Pada praktiknya di lapangan, pemerintah akan bekerja memberikan stimulus kepada para pelaku bisnis e-commerce mulai dari level pemula, UKM, hingga established business. Namun, pemerintah juga membutuhkan dukungan dari masyarakat, pihak swasta, media, maupun organisasi non-profit untuk mendorong e-commerce menjadi sebuah gerakan nasional/kampanye. Adapun contoh dari kampanye serta gerakan yang akan diadakan antara lain Hari Belanja Online Nasional, workshop, program inkubator dan mentoring untuk para pelaku bisnis pemula, serta e-Commerce Center di setiap kota/kabupaten.

Pada tahun 2020, volume bisnis e-commerce di Indonesia diprediksi akan mencapai USD 130 miliar dengan angka pertumbuhan per tahun sekitar 50%. Pada akhir tahun 2015, nilai bisnis e-commerce tanah air diprediksi sekitar USD 18 miliar.

Indonesia dapat dikatakan memiliki bekal yang ciamik untuk menjadi negara dengan industri e-commerce terkemuka di masa depan. Selain memiliki sumber daya manusia yang tak kalah bagus, pasar lokal juga menjadi potensi besar untuk mengembangkan bisnis ini.

Sementara itu, Pemerintah Indonesia ingin menempatkan Indonesia sebagai Negara Digital Economy terbesar di Asia Tenggara pada tahun 2020. Selain adanya e-Commerce Roadmap, pemerintah juga menargetkan dapat menciptakan 1.000 technopreneurs baru pada tahun 2020 dengan valuasi bisnis USD 10 miliar.

Kondisinya saat ini banyak pelaku bisnis e-commerce pemula baik perdagangan online maupun start-up digital dengan ide-ide segar dan inovatif yang kurang memiliki akses atau pendanaan untuk mengembangkan bisnisnya.

Untuk itu, pemerintah akan mendorong tumbuhnya technopreneurs baru, baik dengan menggandeng mentor-mentor technopreneurs terkemuka, data center, technopark, serta memberikan pendanaan. Sedangkan bagi pelaku bisnis UKM diharapkan mampu naik tingkat menjadi pelaku usaha besar, bahkan menggurita hingga internasional.

Tentu target ini bukanlah sekedar angka.
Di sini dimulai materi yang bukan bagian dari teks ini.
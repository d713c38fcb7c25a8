//! # RPC Transport
//!
//! [`RpcTransport`] is the seam between the relay and the live endpoint.
//! [`HttpRpcClient`] implements it over `reqwest`, speaking the tRPC HTTP
//! protocol without batching:
//!
//! - query: `GET {endpoint}/{path}?input=<json>`
//! - mutation: `POST {endpoint}/{path}` with the input as a JSON body
//!
//! Inputs are encoded and results decoded through the router's
//! [`WireTransformer`]. Each call has its own timeout.
//!
//! ## Retry
//!
//! None. Mutations are not idempotent in general, so a failure is
//! classified and returned as-is.

use std::future::Future;
use std::time::Duration;

use serde_json::Value;
use studio_router::WireTransformer;
use url::Url;

use crate::envelope::RpcMethod;
use crate::error::RemoteError;

/// One call to forward.
#[derive(Debug, Clone, PartialEq)]
pub struct RpcRequest {
    pub method: RpcMethod,
    pub path: String,
    pub input: Option<Value>,
}

/// Something that can execute a procedure call on the live endpoint.
pub trait RpcTransport: Send + Sync {
    /// Execute `request`, returning the decoded result data.
    fn call(&self, request: RpcRequest) -> impl Future<Output = Result<Value, RemoteError>> + Send;
}

/// Configuration for [`HttpRpcClient`].
#[derive(Debug, Clone)]
pub struct HttpRpcConfig {
    /// Base URL of the tRPC handler, e.g. `http://localhost:4000/trpc`.
    pub endpoint: Url,
    pub transformer: WireTransformer,
    pub timeout: Duration,
}

impl HttpRpcConfig {
    pub fn new(endpoint: Url) -> Self {
        Self {
            endpoint,
            transformer: WireTransformer::default(),
            timeout: Duration::from_secs(30),
        }
    }

    pub fn with_transformer(mut self, transformer: WireTransformer) -> Self {
        self.transformer = transformer;
        self
    }

    pub fn with_timeout(mut self, timeout: Duration) -> Self {
        self.timeout = timeout;
        self
    }
}

/// tRPC-over-HTTP client.
#[derive(Debug, Clone)]
pub struct HttpRpcClient {
    client: reqwest::Client,
    endpoint: Url,
    transformer: WireTransformer,
}

impl HttpRpcClient {
    pub fn new(config: HttpRpcConfig) -> Result<Self, reqwest::Error> {
        let client = reqwest::Client::builder().timeout(config.timeout).build()?;
        Ok(Self {
            client,
            endpoint: config.endpoint,
            transformer: config.transformer,
        })
    }

    pub fn endpoint(&self) -> &Url {
        &self.endpoint
    }

    pub fn transformer(&self) -> WireTransformer {
        self.transformer
    }

    fn procedure_url(&self, path: &str) -> Result<Url, RemoteError> {
        let mut url = self.endpoint.clone();
        url.path_segments_mut()
            .map_err(|()| RemoteError::InvalidRequest {
                path: path.to_string(),
                reason: format!("endpoint {} cannot have a path", self.endpoint),
            })?
            .pop_if_empty()
            .push(path);
        Ok(url)
    }

    fn build(
        &self,
        request: &RpcRequest,
    ) -> Result<(String, reqwest::RequestBuilder), RemoteError> {
        let mut url = self.procedure_url(&request.path)?;
        let input = request
            .input
            .clone()
            .map(|input| self.transformer.serialize(input));

        let builder = match request.method {
            RpcMethod::Query => {
                if let Some(input) = &input {
                    url.query_pairs_mut()
                        .append_pair("input", &input.to_string());
                }
                self.client.get(url.clone())
            }
            RpcMethod::Mutation => {
                let builder = self.client.post(url.clone());
                match &input {
                    Some(input) => builder.json(input),
                    None => builder,
                }
            }
        };
        Ok((url.to_string(), builder))
    }

    /// Map a response body onto the tRPC envelope.
    fn interpret(&self, url: String, status: u16, body: &str) -> Result<Value, RemoteError> {
        let parsed: Option<Value> = serde_json::from_str(body).ok();
        let success = (200..300).contains(&status);

        match parsed {
            Some(Value::Object(mut envelope)) if envelope.contains_key("result") => {
                let result = envelope.remove("result").unwrap_or(Value::Null);
                let data = match result {
                    Value::Object(mut result) => result.remove("data").unwrap_or(Value::Null),
                    other => other,
                };
                Ok(self.transformer.deserialize(data))
            }
            Some(Value::Object(mut envelope)) if envelope.contains_key("error") => {
                let error = envelope.remove("error").unwrap_or(Value::Null);
                Err(rpc_error(self.transformer.deserialize(error)))
            }
            _ if !success => Err(RemoteError::Http {
                url,
                status,
                body: body.to_string(),
            }),
            _ => Err(RemoteError::Protocol {
                url,
                reason: "no `result` or `error` member".into(),
            }),
        }
    }
}

fn rpc_error(error: Value) -> RemoteError {
    let mut fields = match error {
        Value::Object(fields) => fields,
        other => {
            return RemoteError::Rpc {
                message: other.to_string(),
                code: None,
                data: None,
            }
        }
    };
    let message = match fields.remove("message") {
        Some(Value::String(message)) => message,
        Some(other) => other.to_string(),
        None => "Unknown error".to_string(),
    };
    let data = match fields.remove("data") {
        Some(Value::Object(data)) => Some(data),
        _ => None,
    };
    RemoteError::Rpc {
        message,
        code: fields.remove("code"),
        data,
    }
}

impl RpcTransport for HttpRpcClient {
    async fn call(&self, request: RpcRequest) -> Result<Value, RemoteError> {
        let (url, builder) = self.build(&request)?;
        tracing::debug!(%url, method = %request.method, "forwarding procedure call");

        let response = builder.send().await.map_err(|source| RemoteError::Transport {
            url: url.clone(),
            source,
        })?;
        let status = response.status().as_u16();
        let body = response.text().await.map_err(|source| RemoteError::Transport {
            url: url.clone(),
            source,
        })?;
        self.interpret(url, status, &body)
    }
}

#[cfg(test)]
mod tests {
    use super::*;
    use serde_json::json;

    fn client(transformer: WireTransformer) -> HttpRpcClient {
        let config = HttpRpcConfig::new(Url::parse("http://localhost:4000/trpc/").unwrap())
            .with_transformer(transformer);
        HttpRpcClient::new(config).unwrap()
    }

    #[test]
    fn procedure_url_appends_the_path() {
        let url = client(WireTransformer::Identity)
            .procedure_url("user.byId")
            .unwrap();
        assert_eq!(url.as_str(), "http://localhost:4000/trpc/user.byId");
    }

    #[test]
    fn result_data_is_unwrapped() {
        let c = client(WireTransformer::Superjson);
        let data = c
            .interpret("u".into(), 200, r#"{"result":{"data":{"json":{"id":1}}}}"#)
            .unwrap();
        assert_eq!(data, json!({"id": 1}));
    }

    #[test]
    fn error_envelope_becomes_rpc_error() {
        let c = client(WireTransformer::Identity);
        let body = concat!(
            r#"{"error":{"message":"nope","code":-32004,"#,
            r#""data":{"code":"NOT_FOUND","httpStatus":404}}}"#
        );
        match c.interpret("u".into(), 404, body).unwrap_err() {
            RemoteError::Rpc { message, code, data } => {
                assert_eq!(message, "nope");
                assert_eq!(code, Some(json!(-32004)));
                assert_eq!(data.unwrap()["httpStatus"], json!(404));
            }
            other => panic!("unexpected error: {other:?}"),
        }
    }

    #[test]
    fn non_envelope_failure_is_http_error() {
        let c = client(WireTransformer::Identity);
        let err = c.interpret("u".into(), 503, "<html>down</html>").unwrap_err();
        assert!(matches!(err, RemoteError::Http { status: 503, .. }));
        assert!(!err.is_fault());
    }

    #[test]
    fn non_envelope_success_is_a_fault() {
        let c = client(WireTransformer::Identity);
        let err = c.interpret("u".into(), 200, r#"{"ok":true}"#).unwrap_err();
        assert!(err.is_fault());
    }
}
//! # studio-cli: tRPC Studio Command Line
//!
//! Provides the `trpc-studio` binary.
//!
//! ## Subcommands
//!
//! - `trpc-studio serve` (default): discover the router, then serve the
//!   procedure catalog and relay executions to the tRPC endpoint.
//! - `trpc-studio inspect`: discover the router and print its catalog
//!   as JSON.
//!
//! ```bash
//! trpc-studio -p src/router.ts -e http://localhost:4000/trpc
//! trpc-studio inspect -p src/router.ts user.byId
//! ```
//!
//! Options can also come from `trpcStudio.config.json`, `.json5` or
//! `.jsonc` in the working directory; see [`config`].

pub mod config;
pub mod inspect;
pub mod logging;
pub mod serve;

use std::path::{Path, PathBuf};

use anyhow::{Context, Result};
use studio_router::{discover, loader_for, Discovered};

/// Discover the router in `path` on the blocking pool.
///
/// Script modules are imported by a child process, so this can take a
/// while and must not stall the runtime.
pub async fn discover_router(path: &Path) -> Result<Discovered> {
    let path: PathBuf = path.to_path_buf();
    tokio::task::spawn_blocking(move || {
        let loader = loader_for(&path);
        tracing::debug!(module = %path.display(), loader = loader.name(), "discovering router");
        discover(loader.as_ref(), &path)
    })
    .await
    .context("router discovery task failed")?
    .context("failed to discover a tRPC router")
}
//! # Schema Nodes
//!
//! Closed model of a validator schema graph. Every node kind the
//! validation library exposes maps onto exactly one [`SchemaNode`]
//! variant; kinds that cannot be traversed safely (functions, lazily
//! evaluated self-references, promises, brands) are grouped under
//! [`SchemaNode::Unsupported`] and are never expanded.
//!
//! Embedded functions (default thunks, custom check predicates, lazy
//! getters) are modelled as `Arc<dyn Fn>` so a graph stays cheaply
//! cloneable and `Send + Sync` once built.

use std::fmt;
use std::sync::Arc;

use indexmap::IndexMap;
use serde::{Deserialize, Serialize};
use serde_json::{Map, Value};

use crate::descriptor::TypeName;

/// A custom validation predicate attached to a check.
pub type Predicate = Arc<dyn Fn(&Value) -> bool + Send + Sync>;

/// Producer of a default value, evaluated when a descriptor is compiled.
pub type Thunk = Arc<dyn Fn() -> Value + Send + Sync>;

/// Getter of a lazily evaluated schema. Never invoked by this crate.
pub type LazyGetter = Arc<dyn Fn() -> SchemaNode + Send + Sync>;

// ── Scalars ─────────────────────────────────────────────────────────

/// Scalar (leaf) schema kinds.
#[derive(Debug, Clone, Copy, PartialEq, Eq, Hash)]
pub enum ScalarKind {
    String,
    Number,
    NaN,
    BigInt,
    Boolean,
    Date,
    Symbol,
    Undefined,
    Null,
    Any,
    Unknown,
    Never,
    Void,
}

impl ScalarKind {
    /// Descriptor tag for this scalar kind.
    pub fn type_name(self) -> TypeName {
        match self {
            Self::String => TypeName::String,
            Self::Number => TypeName::Number,
            Self::NaN => TypeName::NaN,
            Self::BigInt => TypeName::BigInt,
            Self::Boolean => TypeName::Boolean,
            Self::Date => TypeName::Date,
            Self::Symbol => TypeName::Symbol,
            Self::Undefined => TypeName::Undefined,
            Self::Null => TypeName::Null,
            Self::Any => TypeName::Any,
            Self::Unknown => TypeName::Unknown,
            Self::Never => TypeName::Never,
            Self::Void => TypeName::Void,
        }
    }

    /// Whether validators of this kind carry a `checks` list.
    pub fn has_checks(self) -> bool {
        matches!(self, Self::String | Self::Number | Self::BigInt | Self::Date)
    }

    /// Whether validators of this kind carry a `coerce` flag.
    pub fn has_coerce(self) -> bool {
        matches!(
            self,
            Self::String | Self::Number | Self::BigInt | Self::Boolean | Self::Date
        )
    }
}

/// One declared constraint on a scalar (min/max length, pattern, range, ...).
#[derive(Clone)]
pub struct Check {
    /// Constraint kind, e.g. `"min"`, `"regex"`, `"email"`.
    pub kind: String,
    /// Constraint parameters (`value`, `inclusive`, `regex`, ...).
    pub params: Map<String, Value>,
    /// Failure message declared by the schema author.
    pub message: Option<String>,
    /// Custom predicate. Dropped when the check is compiled.
    pub predicate: Option<Predicate>,
}

impl Check {
    pub fn new(kind: impl Into<String>) -> Self {
        Self {
            kind: kind.into(),
            params: Map::new(),
            message: None,
            predicate: None,
        }
    }

    pub fn with_param(mut self, key: impl Into<String>, value: impl Into<Value>) -> Self {
        self.params.insert(key.into(), value.into());
        self
    }

    pub fn with_message(mut self, message: impl Into<String>) -> Self {
        self.message = Some(message.into());
        self
    }

    pub fn with_predicate(mut self, predicate: Predicate) -> Self {
        self.predicate = Some(predicate);
        self
    }
}

impl fmt::Debug for Check {
    fn fmt(&self, f: &mut fmt::Formatter<'_>) -> fmt::Result {
        f.debug_struct("Check")
            .field("kind", &self.kind)
            .field("params", &self.params)
            .field("message", &self.message)
            .field("predicate", &self.predicate.as_ref().map(|_| "<fn>"))
            .finish()
    }
}

/// A scalar schema with its optional constraint list and coercion flag.
///
/// `checks` and `coerce` are `None` when the underlying validator does not
/// carry the field at all, which keeps field presence faithful.
#[derive(Debug, Clone)]
pub struct ScalarNode {
    pub kind: ScalarKind,
    pub checks: Option<Vec<Check>>,
    pub coerce: Option<bool>,
}

impl ScalarNode {
    /// A scalar with the fields its kind normally carries, empty and uncoerced.
    pub fn new(kind: ScalarKind) -> Self {
        Self {
            kind,
            checks: kind.has_checks().then(Vec::new),
            coerce: kind.has_coerce().then_some(false),
        }
    }
}

// ── Containers ──────────────────────────────────────────────────────

/// A length or size bound with its failure message.
#[derive(Debug, Clone, PartialEq, Eq, Serialize, Deserialize)]
pub struct LengthBound {
    pub value: u64,
    #[serde(skip_serializing_if = "Option::is_none")]
    pub message: Option<String>,
}

impl LengthBound {
    pub fn new(value: u64) -> Self {
        Self {
            value,
            message: None,
        }
    }
}

#[derive(Debug, Clone)]
pub struct ArrayNode {
    pub element: Box<SchemaNode>,
    pub exact_length: Option<LengthBound>,
    pub min_length: Option<LengthBound>,
    pub max_length: Option<LengthBound>,
}

/// Policy for keys not declared in an object's shape.
#[derive(Debug, Clone, Copy, PartialEq, Eq, Serialize, Deserialize)]
#[serde(rename_all = "lowercase")]
pub enum UnknownKeys {
    Strip,
    Strict,
    Passthrough,
}

#[derive(Debug, Clone)]
pub struct ObjectNode {
    /// Field name → schema, in declaration order.
    pub shape: IndexMap<String, SchemaNode>,
    pub unknown_keys: Option<UnknownKeys>,
    pub catchall: Option<Box<SchemaNode>>,
}

#[derive(Debug, Clone)]
pub struct UnionNode {
    pub options: Vec<SchemaNode>,
    /// Discriminator key for discriminated unions.
    pub discriminator: Option<String>,
}

#[derive(Debug, Clone)]
pub struct TupleNode {
    pub items: Vec<SchemaNode>,
    pub rest: Option<Box<SchemaNode>>,
}

#[derive(Debug, Clone)]
pub struct SetNode {
    pub value_type: Box<SchemaNode>,
    pub min_size: Option<LengthBound>,
    pub max_size: Option<LengthBound>,
}

/// What produced an effects wrapper.
#[derive(Debug, Clone, Copy, PartialEq, Eq)]
pub enum EffectKind {
    Refinement,
    Transform,
    Preprocess,
}

/// The default value of a `Default` node.
#[derive(Clone)]
pub enum DefaultValue {
    Value(Value),
    Thunk(Thunk),
}

impl DefaultValue {
    /// Produce the concrete value, invoking the thunk if there is one.
    pub fn evaluate(&self) -> Value {
        match self {
            Self::Value(v) => v.clone(),
            Self::Thunk(f) => f(),
        }
    }
}

impl fmt::Debug for DefaultValue {
    fn fmt(&self, f: &mut fmt::Formatter<'_>) -> fmt::Result {
        match self {
            Self::Value(v) => f.debug_tuple("Value").field(v).finish(),
            Self::Thunk(_) => f.write_str("Thunk(<fn>)"),
        }
    }
}

// ── Unsupported ─────────────────────────────────────────────────────

/// A lazily evaluated schema. The getter is kept for completeness but is
/// never called, so self-referential graphs stay finite.
#[derive(Clone, Default)]
pub struct LazySchema {
    getter: Option<LazyGetter>,
}

impl LazySchema {
    pub fn new(getter: LazyGetter) -> Self {
        Self {
            getter: Some(getter),
        }
    }

    /// A lazy node whose getter is not available (decoded from the wire).
    pub fn opaque() -> Self {
        Self { getter: None }
    }

    pub fn has_getter(&self) -> bool {
        self.getter.is_some()
    }
}

impl fmt::Debug for LazySchema {
    fn fmt(&self, f: &mut fmt::Formatter<'_>) -> fmt::Result {
        f.write_str(if self.has_getter() {
            "LazySchema(<fn>)"
        } else {
            "LazySchema(opaque)"
        })
    }
}

/// Node kinds that are never traversed.
#[derive(Debug, Clone)]
pub enum UnsupportedNode {
    Function,
    Lazy(LazySchema),
    Promise,
    Branded,
    /// A kind name this model does not know.
    Unrecognized(String),
    /// A known kind whose wire form could not be decoded; holds the kind
    /// name as given.
    Malformed(String),
}

impl UnsupportedNode {
    /// Name of the source kind, used in diagnostics.
    pub fn label(&self) -> &str {
        match self {
            Self::Function => "ZodFunction",
            Self::Lazy(_) => "ZodLazy",
            Self::Promise => "ZodPromise",
            Self::Branded => "ZodBranded",
            Self::Unrecognized(name) | Self::Malformed(name) => name,
        }
    }
}

// ── SchemaNode ──────────────────────────────────────────────────────

/// A node in a validator schema graph.
#[derive(Debug, Clone)]
pub enum SchemaNode {
    Scalar(ScalarNode),
    Array(ArrayNode),
    Object(ObjectNode),
    Union(UnionNode),
    Intersection {
        left: Box<SchemaNode>,
        right: Box<SchemaNode>,
    },
    Tuple(TupleNode),
    Record {
        key_type: Box<SchemaNode>,
        value_type: Box<SchemaNode>,
    },
    Map {
        key_type: Box<SchemaNode>,
        value_type: Box<SchemaNode>,
    },
    Set(SetNode),
    Literal(Value),
    Enum(Vec<Value>),
    NativeEnum(Value),
    Effects {
        schema: Box<SchemaNode>,
        effect: EffectKind,
    },
    Optional(Box<SchemaNode>),
    Nullable(Box<SchemaNode>),
    Catch(Box<SchemaNode>),
    Readonly(Box<SchemaNode>),
    Default {
        inner: Box<SchemaNode>,
        default: DefaultValue,
    },
    Pipeline {
        input: Box<SchemaNode>,
        output: Box<SchemaNode>,
    },
    Unsupported(UnsupportedNode),
}

impl SchemaNode {
    /// Descriptor tag of this node.
    pub fn type_name(&self) -> TypeName {
        match self {
            Self::Scalar(s) => s.kind.type_name(),
            Self::Array(_) => TypeName::Array,
            Self::Object(_) => TypeName::Object,
            Self::Union(u) if u.discriminator.is_some() => TypeName::DiscriminatedUnion,
            Self::Union(_) => TypeName::Union,
            Self::Intersection { .. } => TypeName::Intersection,
            Self::Tuple(_) => TypeName::Tuple,
            Self::Record { .. } => TypeName::Record,
            Self::Map { .. } => TypeName::Map,
            Self::Set(_) => TypeName::Set,
            Self::Literal(_) => TypeName::Literal,
            Self::Enum(_) => TypeName::Enum,
            Self::NativeEnum(_) => TypeName::NativeEnum,
            Self::Effects { .. } => TypeName::Effects,
            Self::Optional(_) => TypeName::Optional,
            Self::Nullable(_) => TypeName::Nullable,
            Self::Catch(_) => TypeName::Catch,
            Self::Readonly(_) => TypeName::Readonly,
            Self::Default { .. } => TypeName::Default,
            Self::Pipeline { .. } => TypeName::Pipeline,
            Self::Unsupported(_) => TypeName::Unsupported,
        }
    }

    pub fn scalar(kind: ScalarKind) -> Self {
        Self::Scalar(ScalarNode::new(kind))
    }

    pub fn string() -> Self {
        Self::scalar(ScalarKind::String)
    }

    pub fn number() -> Self {
        Self::scalar(ScalarKind::Number)
    }

    pub fn boolean() -> Self {
        Self::scalar(ScalarKind::Boolean)
    }

    /// Synthetic node for "accepts no input".
    pub fn never() -> Self {
        Self::scalar(ScalarKind::Never)
    }

    /// Synthetic node for "a schema exists but cannot be introspected".
    pub fn unknown() -> Self {
        Self::scalar(ScalarKind::Unknown)
    }

    /// A strip-mode object without catchall.
    pub fn object<K, I>(fields: I) -> Self
    where
        K: Into<String>,
        I: IntoIterator<Item = (K, SchemaNode)>,
    {
        Self::Object(ObjectNode {
            shape: fields.into_iter().map(|(k, v)| (k.into(), v)).collect(),
            unknown_keys: Some(UnknownKeys::Strip),
            catchall: None,
        })
    }

    pub fn array(element: SchemaNode) -> Self {
        Self::Array(ArrayNode {
            element: Box::new(element),
            exact_length: None,
            min_length: None,
            max_length: None,
        })
    }

    pub fn union(options: Vec<SchemaNode>) -> Self {
        Self::Union(UnionNode {
            options,
            discriminator: None,
        })
    }

    pub fn lazy(getter: impl Fn() -> SchemaNode + Send + Sync + 'static) -> Self {
        Self::Unsupported(UnsupportedNode::Lazy(LazySchema::new(Arc::new(getter))))
    }

    pub fn optional(self) -> Self {
        Self::Optional(Box::new(self))
    }

    pub fn nullable(self) -> Self {
        Self::Nullable(Box::new(self))
    }

    pub fn with_default(self, default: DefaultValue) -> Self {
        Self::Default {
            inner: Box::new(self),
            default,
        }
    }

    /// Add a check to a scalar node; other kinds are returned unchanged.
    pub fn with_check(mut self, check: Check) -> Self {
        if let Self::Scalar(scalar) = &mut self {
            scalar.checks.get_or_insert_with(Vec::new).push(check);
        }
        self
    }
}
Dengan pertumbuhan bisnis online yang begitu pesat, masyarakat Indonesia akan mendapatkan manfaat positif dalam perekonomian seperti pertumbuhan kesejahteraan, pertumbuhan lapangan kerja baru dan lain-lain. Dengan demikian Indonesia tidak lagi sekadar menjadi target pasar bisnis internasional, tetapi sebaliknya dapat menjadi pengusaha e-commerce yang mumpuni hingga menjangkau pasar luar negeri.

Jika dibandingkan dengan Tiongkok, revolusi bisnis online Indonesia diprediksi akan mendongkrak Pendapatan Domestik Bruto sebesar 22% pada tahun 2020. Dengan melihat perkembangan e-commerce di Tiongkok, maka bukan tidak mungkin hal yang sama bisa terjadi di Indonesia.